Have you played Google’s Super Sync Sports?
Titles such as Nidhogg by Messhof, TowerFall Ascension by Matt Makes Games and Starwhal by Breakfall feature tense, local multi-player modes. There are some non-violent alternatives as well, in the form of Super Toy Cars and The Yawhg. The former is an Indie title that recreates the classic thrills of the Micro Machines games while the latter features a randomly generated story meant to be experienced with a group of friends.
One of our favorites on mobile is Spaceteam by Sleeping Beats Games. It features SPACE and you get to shout at each other in a cooperative game of button pressing in order to avoid an untimely demise.
Anyone that grew up during the arcade and early console era will remember that gaming used to be very social. Mainstream media tried to portray gamers as anti-social people who spent most of their time locked inside darkened rooms, but generally gaming used to be an activity that involved interacting with other people.
Back in the early days it wasn’t easy to program sophisticated artificial intelligence for enemies in games, so the biggest challenge came from your fellow players. Arcades were filled with players, challenging one another to one-on-one matches or co-operating to clear levels. It was not uncommon for players who were at the top of their game to draw a crowd of spectators studying their techniques. Arcades had to buy multiple machines for the more popular titles to prevent long queues from forming.

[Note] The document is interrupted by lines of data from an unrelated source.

//! Shape generation for 2D primitives
//!
//! Every mesh goes through [`Mesh::new`], which takes a [`ShapeDesc`]: the
//! primitive, its points, the fill mode and either one color for all vertices
//! or one per vertex. The helpers below only build descriptions.

use std::f32::consts::PI;

use glam::Vec2;
use thiserror::Error;

use super::vertex::Vertex;

/// How the vertex list is assembled into triangles
#[derive(Debug, Clone, Copy, PartialEq, Eq)]
pub enum Primitive {
    /// Independent triangles, three vertices each
    Triangles,
    /// First vertex is the hub, each following pair forms a triangle
    TriangleFan,
}

/// Polygon fill mode
#[derive(Debug, Clone, Copy, PartialEq, Eq)]
pub enum FillMode {
    Fill,
    /// Edges only
    Outline,
}

/// Vertex coloring
#[derive(Debug, Clone, PartialEq)]
pub enum Coloring {
    Uniform([f32; 4]),
    PerVertex(Vec<[f32; 4]>),
}

/// Everything needed to build a mesh
#[derive(Debug, Clone, PartialEq)]
pub struct ShapeDesc {
    pub primitive: Primitive,
    pub points: Vec<Vec2>,
    pub fill: FillMode,
    pub coloring: Coloring,
}

/// Rejected shape descriptions
#[derive(Debug, Error, PartialEq)]
pub enum ShapeError {
    #[error("{primitive:?} needs at least 3 vertices, got {count}")]
    TooFewVertices { primitive: Primitive, count: usize },
    #[error("triangle list length {0} is not a multiple of 3")]
    IncompleteTriangle(usize),
    #[error("{colors} colors for {vertices} vertices")]
    ColorCountMismatch { vertices: usize, colors: usize },
}

/// Vertex data ready for upload
#[derive(Debug, Clone, PartialEq)]
pub struct Mesh {
    pub primitive: Primitive,
    pub fill: FillMode,
    pub vertices: Vec<Vertex>,
}

impl Mesh {
    pub fn new(desc: ShapeDesc) -> Result<Self, ShapeError> {
        let count = desc.points.len();
        if count < 3 {
            return Err(ShapeError::TooFewVertices {
                primitive: desc.primitive,
                count,
            });
        }
        if desc.primitive == Primitive::Triangles && count % 3 != 0 {
            return Err(ShapeError::IncompleteTriangle(count));
        }

        let vertices = match desc.coloring {
            Coloring::Uniform(color) => desc
                .points
                .iter()
                .map(|p| Vertex::new(p.x, p.y, color))
                .collect(),
            Coloring::PerVertex(colors) => {
                if colors.len() != count {
                    return Err(ShapeError::ColorCountMismatch {
                        vertices: count,
                        colors: colors.len(),
                    });
                }
                desc.points
                    .iter()
                    .zip(colors)
                    .map(|(p, c)| Vertex::new(p.x, p.y, c))
                    .collect()
            }
        };

        Ok(Self {
            primitive: desc.primitive,
            fill: desc.fill,
            vertices,
        })
    }

    /// Number of triangles the primitive expands to
    pub fn triangle_count(&self) -> usize {
        match self.primitive {
            Primitive::Triangles => self.vertices.len() / 3,
            Primitive::TriangleFan => self.vertices.len().saturating_sub(2),
        }
    }

    /// Expand to an independent triangle list
    pub fn to_triangle_list(&self) -> Vec<Vertex> {
        match self.primitive {
            Primitive::Triangles => self.vertices.clone(),
            Primitive::TriangleFan => {
                let hub = self.vertices[0];
                self.vertices[1..]
                    .windows(2)
                    .flat_map(|w| [hub, w[0], w[1]])
                    .collect()
            }
        }
    }
}

/// Filled circle as a fan: centre, then `sides + 1` rim points closing the loop
pub fn circle(center: Vec2, radius: f32, sides: u32, color: [f32; 4]) -> ShapeDesc {
    let mut points = Vec::with_capacity(sides as usize + 2);
    points.push(center);
    for i in 0..=sides {
        let theta = i as f32 * 2.0 * PI / sides as f32;
        points.push(center + Vec2::new(radius * theta.cos(), radius * theta.sin()));
    }
    ShapeDesc {
        primitive: Primitive::TriangleFan,
        points,
        fill: FillMode::Fill,
        coloring: Coloring::Uniform(color),
    }
}

/// Axis-aligned rectangle as two triangles
pub fn rectangle(center: Vec2, half_width: f32, half_height: f32, color: [f32; 4], fill: FillMode) -> ShapeDesc {
    let (x, y) = (center.x, center.y);
    let top_left = Vec2::new(x - half_width, y + half_height);
    let bottom_left = Vec2::new(x - half_width, y - half_height);
    let bottom_right = Vec2::new(x + half_width, y - half_height);
    let top_right = Vec2::new(x + half_width, y + half_height);
    ShapeDesc {
        primitive: Primitive::Triangles,
        points: vec![
            top_left,
            bottom_left,
            bottom_right,
            bottom_right,
            top_right,
            top_left,
        ],
        fill,
        coloring: Coloring::Uniform(color),
    }
}

/// Rectangle spanning `min`..`max`
pub fn rectangle_between(min: Vec2, max: Vec2, color: [f32; 4], fill: FillMode) -> ShapeDesc {
    let half = (max - min) / 2.0;
    rectangle(min + half, half.x, half.y, color, fill)
}

/// Single filled triangle
pub fn triangle(a: Vec2, b: Vec2, c: Vec2, color: [f32; 4]) -> ShapeDesc {
    ShapeDesc {
        primitive: Primitive::Triangles,
        points: vec![a, b, c],
        fill: FillMode::Fill,
        coloring: Coloring::Uniform(color),
    }
}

This social aspect of gaming extended to the home consoles as well. Swapping and trading games among friends or taking your controller to a friend’s house for some multiplayer gaming session was common. Even PC players had no qualms lugging their entire computer over to a friend if it meant some quality multiplayer lanning. These days consoles are internet connected and online play is standard, with gamers competing against strangers around the world. But this has come at the cost of local multiplayer.

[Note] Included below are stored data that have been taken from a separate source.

//! End-to-end scenarios driven through the public tick API

use cannon_toss::config::{Layout, LevelConfig};
use cannon_toss::consts::*;
use cannon_toss::renderer::build_frame;
use cannon_toss::sim::{
    GameState, HitTest, ObstacleKind, ProjectileStatus, SimEvent, TickInput, tick,
};
use cannon_toss::{InputEvent, InputState, SimConfig};

fn ring_level() -> SimConfig {
    SimConfig {
        level: LevelConfig {
            columns: 3,
            rows: 3,
            layout: Layout::Ring { depth: 1 },
            ..Default::default()
        },
        ..Default::default()
    }
}

/// Put the loaded projectile in flight from `origin` with no initial velocity
fn drop_from(state: &mut GameState, origin: glam::Vec2) {
    let p = state
        .projectiles
        .iter_mut()
        .find(|p| p.status == ProjectileStatus::Loaded)
        .unwrap();
    p.launch(0.0, 0.0, GROUND_HEIGHT);
    p.origin = origin;
    p.pos = origin;
}

#[test]
fn test_hit_on_ring_center_only_kills_center() {
    let mut state = GameState::new(&ring_level()).unwrap();
    let center = state.obstacles.cell(1, 1).unwrap().clone();
    assert_eq!(center.kind, ObstacleKind::Piggy);
    let ring_before: Vec<_> = state
        .obstacles
        .iter()
        .filter(|o| o.kind == ObstacleKind::Ice)
        .map(|o| o.pos())
        .collect();

    drop_from(&mut state, center.pos());
    tick(&mut state, &TickInput::default(), SIM_DT);

    assert_eq!(
        state.events,
        vec![SimEvent::ObstacleHit {
            kind: ObstacleKind::Piggy,
            id: center.id,
            col: 1,
            row: 1
        }]
    );
    assert!(state.obstacles.cell(1, 1).unwrap().dead);
    let ring_after: Vec<_> = state
        .obstacles
        .iter()
        .filter(|o| o.kind == ObstacleKind::Ice)
        .collect();
    assert_eq!(ring_after.len(), 8);
    for (o, before) in ring_after.iter().zip(&ring_before) {
        assert!(!o.dead);
        assert_eq!(o.pos(), *before);
        assert_eq!(o.fall, 0.0);
    }
}

#[test]
fn test_cell_above_removed_center_settles() {
    let mut state = GameState::new(&ring_level()).unwrap();
    let center = state.obstacles.cell(1, 1).unwrap().clone();
    drop_from(&mut state, center.pos());
    tick(&mut state, &TickInput::default(), SIM_DT);

    // Park the projectile so it cannot strike anything else
    state.projectiles[0].status = ProjectileStatus::Landed;
    for _ in 0..200 {
        tick(&mut state, &TickInput::default(), SIM_DT);
    }

    let top = state.obstacles.cell(1, 2).unwrap();
    assert!(!top.dead);
    assert_eq!(top.replacing, 1);
    assert_eq!(top.fall, OBSTACLE_CELL_SIZE);
    assert_eq!(top.row, 2);
    for (col, row) in [(0, 0), (1, 0), (2, 0), (0, 1), (2, 1), (0, 2), (2, 2)] {
        assert_eq!(state.obstacles.cell(col, row).unwrap().fall, 0.0);
    }
}

#[test]
fn test_power_sequence_through_input() {
    let mut config = SimConfig::default();
    config.tuning.momentum_min = 50.0;
    config.tuning.momentum_max = 150.0;
    config.tuning.momentum_start = 100.0;
    config.tuning.power_step = 20.0;
    let mut state = GameState::new(&config).unwrap();
    let mut input = InputState::new();

    let mut seen = vec![state.cannon.momentum];
    for _ in 0..5 {
        input.apply(InputEvent::PowerUp);
        tick(&mut state, &input.take_tick_input(), SIM_DT);
        seen.push(state.cannon.momentum);
    }
    assert_eq!(seen, vec![100.0, 120.0, 140.0, 150.0, 150.0, 150.0]);
}

#[test]
fn test_power_up_then_down_at_max_in_one_frame() {
    let mut state = GameState::new(&SimConfig::default()).unwrap();
    state.cannon.adjust_power(MOMENTUM_MAX);
    let mut input = InputState::new();
    input.apply(InputEvent::PowerUp);
    input.apply(InputEvent::PowerDown);
    tick(&mut state, &input.take_tick_input(), SIM_DT);
    assert_eq!(state.cannon.momentum, MOMENTUM_MAX - POWER_STEP);
}

#[test]
fn test_full_level_shots_land_in_order() {
    let mut state = GameState::new(&SimConfig::default()).unwrap();
    let fire = TickInput {
        fire: true,
        ..Default::default()
    };
    let mut landed = Vec::new();
    for _ in 0..2 {
        tick(&mut state, &fire, SIM_DT);
        while state.in_flight().is_some() {
            tick(&mut state, &TickInput::default(), SIM_DT);
            for e in &state.events {
                if let SimEvent::Landed { slot, .. } = e {
                    landed.push(*slot);
                }
            }
        }
    }
    assert_eq!(landed, vec![0, 1]);
    assert!(state.is_finished());
}

#[test]
fn test_flat_shot_into_wall_breaks_bottom_row() {
    // Low, hard shot straight into a single-column wall
    let mut config = SimConfig::default();
    config.level = LevelConfig {
        columns: 1,
        rows: 4,
        layout: Layout::Rows(vec!["I".into(); 4]),
        start_x: 400.0,
        ..Default::default()
    };
    let mut state = GameState::new(&config).unwrap();
    state.cannon.adjust_power(1000.0);
    tick(
        &mut state,
        &TickInput {
            fire: true,
            ..Default::default()
        },
        SIM_DT,
    );
    let mut hit_rows = Vec::new();
    while state.in_flight().is_some() {
        tick(&mut state, &TickInput::default(), SIM_DT);
        for e in &state.events {
            if let SimEvent::ObstacleHit { row, .. } = e {
                hit_rows.push(*row);
            }
        }
    }
    assert!(!hit_rows.is_empty());
    assert!(hit_rows.contains(&0));
    assert!(state.obstacles.live_count() < 4);
}

#[test]
fn test_box_hit_test_is_looser_than_circle() {
    // A projectile parked diagonally off a block's corner
    let run = |test: HitTest| {
        let mut config = SimConfig::default();
        config.tuning.hit_test = test;
        config.tuning.gravity = 1e-6;
        config.level = LevelConfig {
            columns: 1,
            rows: 1,
            layout: Layout::Rows(vec!["I".into()]),
            ..Default::default()
        };
        let mut state = GameState::new(&config).unwrap();
        let block = state.obstacles.cell(0, 0).unwrap().clone();
        let reach = block.radius + state.projectiles[0].radius - 1.0;
        drop_from(&mut state, block.pos() + glam::Vec2::splat(reach));
        tick(&mut state, &TickInput::default(), SIM_DT);
        state.obstacles.live_count()
    };
    assert_eq!(run(HitTest::Circle), 1);
    assert_eq!(run(HitTest::Box), 0);
}

#[test]
fn test_render_frame_reflects_destroyed_obstacles() {
    let mut state = GameState::new(&ring_level()).unwrap();
    let before = build_frame(&state).items.len();
    let center = state.obstacles.cell(1, 1).unwrap().clone();
    drop_from(&mut state, center.pos());
    tick(&mut state, &TickInput::default(), SIM_DT);
    assert_eq!(build_frame(&state).items.len(), before - 1);
}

With the Steam Big Picture mode for PC, AirPlay on Apple devices, and the Chromecast for Android; couch co-op is no longer just relegated to consoles and we may see a resurgence in local play. It has us thinking about ways that local co-op could be used with social impact much like ITVS Community Cinema does today. The amount of Indie titles that favor local co-op are not that numerous yet, but the number is growing and we can’t wait to see what new games will emerge.